Of course not, but it does suggest that LTR's are potentially able to cause significant changes in expression patterns of neighboring genes:

The number of described cases in which retroelement sequences confer useful traits to the host is growing. Retropositions can therefore be considered as a major pacemaker of the evolution that continues to change our genomes. In particular HERV [human endogenous retrovirus] elements could interact with human genome through (i) expression of retroviral genes, (ii) human genome loci rearrangement following the retroposition of the HERVs or (iii) the capacity of LTRs [long terminal repeats that are common to ERVs] to regulate nearby genes. A plethora of solitary LTRs comprises a variety of transcriptional regulatory elements, such as promoters, enhancers, hormone-responsive elements, and polyadenylation signals. Therefore the LTRs are potentially able to cause significant changes in expression patterns of neighboring genes.

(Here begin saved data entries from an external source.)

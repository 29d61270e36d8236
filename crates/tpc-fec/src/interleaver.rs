use crate::layout::StridedView;

/// Bijective reordering of a block. `deinterleave` undoes `interleave` exactly.
pub trait Interleaver {
    fn size(&self) -> usize;

    fn interleave<T: Copy>(&self, natural: &[T], interleaved: &mut [T]);

    fn deinterleave<T: Copy>(&self, interleaved: &[T], natural: &mut [T]);
}

/// Row-major to column-major transposition: column `c` of the natural block becomes
/// the contiguous lane `c * n_rows .. (c + 1) * n_rows` of the interleaved one.
#[derive(Debug, Clone, Copy, PartialEq, Eq)]
pub struct RowColumnInterleaver {
    n_rows: usize,
    n_cols: usize,
}

impl RowColumnInterleaver {
    #[must_use]
    pub fn new(n_rows: usize, n_cols: usize) -> Self {
        Self { n_rows, n_cols }
    }

    #[must_use]
    pub fn n_rows(&self) -> usize {
        self.n_rows
    }

    #[must_use]
    pub fn n_cols(&self) -> usize {
        self.n_cols
    }
}

impl Interleaver for RowColumnInterleaver {
    fn size(&self) -> usize {
        self.n_rows * self.n_cols
    }

    fn interleave<T: Copy>(&self, natural: &[T], interleaved: &mut [T]) {
        debug_assert_eq!(natural.len(), self.size());
        debug_assert_eq!(interleaved.len(), self.size());
        for (c, lane) in interleaved.chunks_exact_mut(self.n_rows).enumerate() {
            StridedView::column(c, self.n_rows, self.n_cols).gather(natural, lane);
        }
    }

    fn deinterleave<T: Copy>(&self, interleaved: &[T], natural: &mut [T]) {
        debug_assert_eq!(natural.len(), self.size());
        debug_assert_eq!(interleaved.len(), self.size());
        for (c, lane) in interleaved.chunks_exact(self.n_rows).enumerate() {
            StridedView::column(c, self.n_rows, self.n_cols).scatter(lane, natural);
        }
    }
}
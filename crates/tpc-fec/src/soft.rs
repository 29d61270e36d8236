use core::fmt::Debug;

use num_traits::{Float, PrimInt, Unsigned};

/// Real-valued reliability: the sign carries the hard decision, the magnitude the confidence.
pub trait SoftValue: Float + Debug + Default + Send + Sync + 'static {}

impl<T> SoftValue for T where T: Float + Debug + Default + Send + Sync + 'static {}

/// Hard decision storage. Only `0` and `1` are ever written.
pub trait HardBit: PrimInt + Unsigned + Debug + Default + Send + Sync + 'static {}

impl<T> HardBit for T where T: PrimInt + Unsigned + Debug + Default + Send + Sync + 'static {}

#[inline]
#[must_use]
pub fn bit<B: HardBit>(one: bool) -> B {
    if one { B::one() } else { B::zero() }
}

/// Negative values (including `-0.0`) decide to `1`.
#[inline]
#[must_use]
pub fn hard_bit<B: HardBit, R: SoftValue>(value: R) -> B {
    bit(value.is_sign_negative())
}

pub fn hard_decide<B: HardBit, R: SoftValue>(soft: &[R], hard: &mut [B]) {
    for (h, &s) in hard.iter_mut().zip(soft) {
        *h = hard_bit(s);
    }
}

/// Even parity over `bits`.
#[must_use]
pub fn compute_parity<B: HardBit>(bits: &[B]) -> B {
    bits.iter().fold(B::zero(), |acc, &b| acc ^ b)
}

The point I have made is that it is equally plausible that LTRs are of importance for some genomic purposes, but because we simply don't everything that they are doing in an organs, what their role was in the past, or how important their involvement is in genome functioning, the improbability of their presumed random coincidental insertion at identical locations of two different mammalian species is not necessarily smoking gun proof of common descent. After all, what would you say if the same ERV at the same location were found in two species that are not believed to have shared a recent common ancestor? Would you say that common descent had been falsified? I think not.

Cordially,

186 posted on 08/18/2005 10:33:29 AM PDT by Diamond (Qui liberatio scelestus trucido inculpatus.)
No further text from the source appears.